Feel free to pass the information to anyone interested.
Best,
Julien
Title: Limitations of adversarial robustness: strong No Free Lunch Theorem
Abstract:
This manuscript presents some new results on adversarial robustness in machine
learning, a very important yet largely open problem. We show that if conditioned on
a class label the data distribution satisfies the Talagrand $W_2$ transportation-cost
inequality (for example, this condition is satisfied if the conditional distribution has
density which is log-concave; or the feature space is a compact homogeneous
Riemannian manifold like a sphere, torus, or in fact any compact Lie group; etc.),
any (non-perfect) classifier can be adversarially fooled with high probability once the
perturbations are slightly greater than the natural noise level in the problem.
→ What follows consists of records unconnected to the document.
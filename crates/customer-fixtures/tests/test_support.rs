//! Shared helpers for customer-fixtures integration tests.

use std::collections::BTreeMap;
use std::io::{self, Write};
use std::num::NonZeroU32;
use std::sync::atomic::{AtomicUsize, Ordering};

use camino::Utf8PathBuf;
use cap_std::ambient_authority;
use cap_std::fs::Dir;
use chrono::{DateTime, Local, TimeZone, Utc};
use customer_fixtures::{GenerationRequest, write_document};
use mockable::Clock;
use quick_xml::Reader;
use quick_xml::events::Event;
use rand::SeedableRng;
use rand_chacha::ChaCha8Rng;

/// Clock frozen at a single instant.
pub struct FixedClock(pub DateTime<Utc>);

impl FixedClock {
    /// Clock frozen at 2025-11-06 06:57:00 UTC.
    pub fn generation_day() -> Self {
        Self(
            Utc.with_ymd_and_hms(2025, 11, 6, 6, 57, 0)
                .single()
                .unwrap_or_else(|| panic!("fixed instant is unambiguous")),
        )
    }
}

impl Clock for FixedClock {
    fn local(&self) -> DateTime<Local> {
        self.0.with_timezone(&Local)
    }

    fn utc(&self) -> DateTime<Utc> {
        self.0
    }
}

/// Renders a document of `count` customers in memory.
///
/// # Panics
///
/// Panics if `count` is zero or the output is not UTF-8.
pub fn render_document(count: u32, seed: u64) -> String {
    let count = NonZeroU32::new(count).unwrap_or_else(|| panic!("count must be non-zero"));
    let mut rng = ChaCha8Rng::seed_from_u64(seed);
    let bytes = write_document(
        Vec::new(),
        GenerationRequest::new(count),
        &mut rng,
        &FixedClock::generation_day(),
        &mut |_: u32, _: u32| {},
    )
    .unwrap_or_else(|err| panic!("in-memory write failed: {err}"));
    String::from_utf8(bytes).unwrap_or_else(|err| panic!("document is not UTF-8: {err}"))
}

/// Leaf values of one customer keyed by `parent/tag`, e.g. `site/site_id`.
pub type CustomerFields = BTreeMap<String, String>;

/// Structure of a parsed document.
#[derive(Debug, Default)]
pub struct ParsedDocument {
    /// Whether an XML declaration was present.
    pub has_declaration: bool,
    /// Names of top-level elements.
    pub roots: Vec<String>,
    /// Number of `site` elements directly inside each customer.
    pub sites_per_customer: Vec<usize>,
    /// Number of `contract` elements directly inside each site.
    pub contracts_per_site: Vec<usize>,
    /// Leaf values per customer, in document order.
    pub customers: Vec<CustomerFields>,
}

impl ParsedDocument {
    /// Returns the value at `key` for customer `index`.
    ///
    /// # Panics
    ///
    /// Panics when the customer or the key is missing.
    pub fn field(&self, index: usize, key: &str) -> &str {
        self.customers
            .get(index)
            .and_then(|fields| fields.get(key))
            .map(String::as_str)
            .unwrap_or_else(|| panic!("customer {index} has no {key}"))
    }
}

struct Frame {
    name: String,
    text: String,
    children: Vec<String>,
}

/// Parses `xml`, panicking on any well-formedness error.
///
/// # Panics
///
/// Panics when the document is malformed.
pub fn parse_document(xml: &str) -> ParsedDocument {
    let mut reader = Reader::from_str(xml);
    let mut parsed = ParsedDocument::default();
    let mut stack: Vec<Frame> = Vec::new();
    let mut current = CustomerFields::new();

    loop {
        let event = reader
            .read_event()
            .unwrap_or_else(|err| panic!("malformed XML: {err}"));
        match event {
            Event::Decl(_) => parsed.has_declaration = true,
            Event::Start(start) => {
                let name = tag_name(start.name().as_ref());
                match stack.last_mut() {
                    Some(parent) => parent.children.push(name.clone()),
                    None => parsed.roots.push(name.clone()),
                }
                stack.push(Frame {
                    name,
                    text: String::new(),
                    children: Vec::new(),
                });
            }
            Event::Empty(empty) => {
                let name = tag_name(empty.name().as_ref());
                if let Some(parent) = stack.last_mut() {
                    parent.children.push(name.clone());
                    current.insert(format!("{}/{name}", parent.name), String::new());
                }
            }
            Event::Text(text) => {
                if let Some(top) = stack.last_mut() {
                    let chunk = std::str::from_utf8(&text)
                        .unwrap_or_else(|err| panic!("text is not UTF-8: {err}"));
                    top.text.push_str(chunk);
                }
            }
            Event::End(_) => {
                let frame = stack
                    .pop()
                    .unwrap_or_else(|| panic!("end tag without start"));
                close_frame(&mut parsed, &mut current, &stack, frame);
            }
            Event::Eof => break,
            _ => {}
        }
    }

    assert!(stack.is_empty(), "unclosed elements remain");
    parsed
}

fn close_frame(
    parsed: &mut ParsedDocument,
    current: &mut CustomerFields,
    stack: &[Frame],
    frame: Frame,
) {
    let count_of = |tag: &str| frame.children.iter().filter(|child| *child == tag).count();
    match frame.name.as_str() {
        "customer" => {
            parsed.sites_per_customer.push(count_of("site"));
            parsed.customers.push(std::mem::take(current));
        }
        "site" => parsed.contracts_per_site.push(count_of("contract")),
        _ if frame.children.is_empty() => {
            if let Some(parent) = stack.last() {
                current.insert(format!("{}/{}", parent.name, frame.name), frame.text);
            }
        }
        _ => {}
    }
}

fn tag_name(raw: &[u8]) -> String {
    String::from_utf8(raw.to_vec()).unwrap_or_else(|err| panic!("tag is not UTF-8: {err}"))
}

/// Write sink that keeps only the number of `<customer>` tags seen.
#[derive(Debug, Default)]
pub struct CustomerCounter {
    matched: usize,
    /// Opening `customer` tags written so far.
    pub customers: usize,
}

const CUSTOMER_OPEN_TAG: &[u8] = b"<customer>";

impl Write for CustomerCounter {
    fn write(&mut self, buf: &[u8]) -> io::Result<usize> {
        for &byte in buf {
            if CUSTOMER_OPEN_TAG.get(self.matched) == Some(&byte) {
                self.matched += 1;
                if self.matched == CUSTOMER_OPEN_TAG.len() {
                    self.customers += 1;
                    self.matched = 0;
                }
            } else {
                self.matched = usize::from(byte == b'<');
            }
        }
        Ok(buf.len())
    }

    fn flush(&mut self) -> io::Result<()> {
        Ok(())
    }
}

/// Create a unique scratch directory under `target/customer-fixtures-tests`.
///
/// # Errors
///
/// Returns any filesystem errors encountered while creating the directory.
pub fn unique_output_dir(prefix: &str) -> io::Result<(Utf8PathBuf, Dir)> {
    static TEMP_COUNTER: AtomicUsize = AtomicUsize::new(0);
    let counter = TEMP_COUNTER.fetch_add(1, Ordering::Relaxed);
    let process_id = std::process::id();
    let path = Utf8PathBuf::from("target")
        .join("customer-fixtures-tests")
        .join(format!("{prefix}-{process_id}-{counter}"));
    let root = Dir::open_ambient_dir(".", ambient_authority())?;
    root.create_dir_all(&path)?;
    let dir = root.open_dir(&path)?;
    Ok((path, dir))
}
We call
this result The Strong "No Free Lunch'' Theorem as some recent impossibility results
on the subject (Tsipras et al. 2018, Fawzi et al. 2018, Gilmer et al. 2018, etc.) can be
immediately recovered as very particular cases. Our theoretical bounds are
demonstrated on both simulated and real data (MNIST). We also briefly sketch how
these bounds readily extend to distributional robustness. Finally, we conclude the
manuscript with some speculation on possible future research directions.